It's Not about Security

"I dread our own power and our own ambition. I dread being too much dreaded."

These are the words spoken by the Member of Parliament, Edmund Burke, at the advent of the English Imperium.

Following yesterday's carnage, I've listened in vain among hundreds of television and radio voices, waiting for words that approach the wisdom of Burke's.

The penultimate occupation of the "experts" seems to be encouraging acts of vengeance against anyone (or everyone), as long as they have brown skin.

Following the attack in New York City, the city that reviles John Rocker and rails against Southern "racism," any midtown or uptown cab driver with a "towel on his head" was pulled out of his taxi and beaten. (All the police are downtown, so the rest of the city is largely unpatrolled.)

This seems to echo the foreign policy analysis of our nation's brightest leaders. Among this analysis is the usual flatulence from one of the neocons' favorite warlords, Robert Kagan. In The Washington Post, he admonishes Congress to declare war … with someone … with anyone. He said "It does not have to name a country."

However, the first priority of the pundits is evidently to discuss security.

During a web search, I ran across this: "The World Trade Center’s security program is unmatched by any other commercial or government building in the U.S. … It is a national model for security." When I clicked on it, nothing appeared but a blank screen.

Surely the World Trade Center's "model" security was the perfect attraction for a hopeless act of terror.

Endless numbers of experts have crossed the television screen (including the widely respected Tom Clancy), every one uttering the same dreary pronouncements: More security, less freedom.
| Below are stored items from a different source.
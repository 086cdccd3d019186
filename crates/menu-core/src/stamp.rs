//! Stamp `restaurant.updatedAt` in a menu JSON file.
//!
//! Key order and the rest of the document are preserved; the file is
//! rewritten as two-space pretty JSON with a trailing newline.

use anyhow::{Context, Result};
use chrono::{DateTime, SecondsFormat, Utc};
use serde_json::Value;
use std::fs;
use std::path::Path;

#[derive(Debug, Clone, PartialEq, Eq)]
pub enum StampOutcome {
    /// The file now carries this timestamp.
    Updated(String),
    /// `updatedAt` already had the timestamp; nothing written.
    Unchanged,
    /// No `restaurant` object; not a menu file.
    Skipped,
}

/// Stamp with the current UTC time.
pub fn stamp_file(path: &Path) -> Result<StampOutcome> {
    stamp_file_at(path, Utc::now())
}

pub fn stamp_file_at(path: &Path, now: DateTime<Utc>) -> Result<StampOutcome> {
    let raw = fs::read_to_string(path)
        .with_context(|| format!("failed to read {}", path.display()))?;
    let mut doc: Value = serde_json::from_str(&raw)
        .with_context(|| format!("failed to parse {}", path.display()))?;

    let stamp = now.to_rfc3339_opts(SecondsFormat::Millis, true);
    let Some(restaurant) = doc.get_mut("restaurant").and_then(Value::as_object_mut) else {
        tracing::info!("skipped (no restaurant): {}", path.display());
        return Ok(StampOutcome::Skipped);
    };

    if restaurant.get("updatedAt").and_then(Value::as_str) == Some(stamp.as_str()) {
        tracing::debug!("no change: {}", path.display());
        return Ok(StampOutcome::Unchanged);
    }
    restaurant.insert("updatedAt".to_string(), Value::String(stamp.clone()));

    let mut out = serde_json::to_string_pretty(&doc)?;
    out.push('\n');
    fs::write(path, out).with_context(|| format!("failed to write {}", path.display()))?;
    tracing::info!("updated {} -> {}", path.display(), stamp);
    Ok(StampOutcome::Updated(stamp))
}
More security. We all know what that means.

We can look forward to more government intervention into the lives of those it purports to represent, and more government intervention into the lives it doesn't, continuing a vicious cycle.

I find discussion of security a particularly bizarre obsession in light of this specific act of barbarity. What were the implements of this destruction?

Will, and box cutters.

How is "security" going to eliminate this kind of threat?
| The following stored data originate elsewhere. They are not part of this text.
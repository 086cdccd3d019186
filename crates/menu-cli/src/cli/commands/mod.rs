//! CLI command handlers. Each command is in its own file.

mod known;
mod page;
mod resolve;
mod show;
mod stamp;

pub use known::run_known;
pub use resolve::run_resolve;
pub use show::run_show;
pub use stamp::run_stamp;

#[cfg(test)]
pub(crate) use show::render_menu;
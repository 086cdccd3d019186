//! URL modeling: query parameter access and menu resource locations.
//!
//! Only the named parameter is ever read or rewritten; every other query
//! pair, the path and the fragment are preserved in their original order.

mod identifier;
mod slug;

pub use identifier::{Identifier, IdentifierError};
pub use slug::{is_slug, normalize};

use url::Url;

/// Returns the first value of `key` in the query string, if present.
pub fn get_query_param(url: &Url, key: &str) -> Option<String> {
    url.query_pairs()
        .find(|(k, _)| k == key)
        .map(|(_, v)| v.into_owned())
}

/// Sets `key` to `value`, replacing the first occurrence in place and dropping
/// any duplicates. Appends the pair when the key is absent.
pub fn set_query_param(url: &mut Url, key: &str, value: &str) {
    rewrite_query(url, key, Some(value));
}

/// Removes every occurrence of `key`. Leaves no dangling `?` behind.
pub fn remove_query_param(url: &mut Url, key: &str) {
    rewrite_query(url, key, None);
}

fn rewrite_query(url: &mut Url, key: &str, value: Option<&str>) {
    let mut pairs: Vec<(String, String)> = Vec::new();
    let mut written = false;
    for (k, v) in url.query_pairs() {
        if k != key {
            pairs.push((k.into_owned(), v.into_owned()));
            continue;
        }
        if let (Some(value), false) = (value, written) {
            pairs.push((key.to_string(), value.to_string()));
            written = true;
        }
    }
    if let (Some(value), false) = (value, written) {
        pairs.push((key.to_string(), value.to_string()));
    }

    if pairs.is_empty() {
        url.set_query(None);
        return;
    }
    url.query_pairs_mut().clear().extend_pairs(pairs);
}

/// Location of the document for `id`: `<base>menus/<id>.json`.
///
/// `base` is expected to end with `/` (see `MenuConfig::base`); otherwise its
/// last path segment is replaced, per relative URL resolution.
pub fn menu_resource_url(base: &Url, id: &str) -> Result<Url, url::ParseError> {
    base.join(&format!("menus/{id}.json"))
}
And compared to this complex feat, which took extraordinary skill and planning, isn't bio-terrorism a much more simple method?

How many remember that the 1993 attack on the World Trade Center was "unsuccessful"? If the chemical bomb had deployed its poison properly instead of burning, that attack could easily have been as tragic as this one, perhaps more so.

And can anything better prove the folly of "Star Wars" missile defense?

Ever since Nimrod created The First State, and the first security system – the tower that was to reach the heavens and protect his throng from another devastating flood, man has sought security from The State.

But as thousand of years of human history have borne witness, security is an illusion.

Yes, we can put bars on the windows, and improve our intelligence, but what good is "security" in the face of waves of hate and chaos?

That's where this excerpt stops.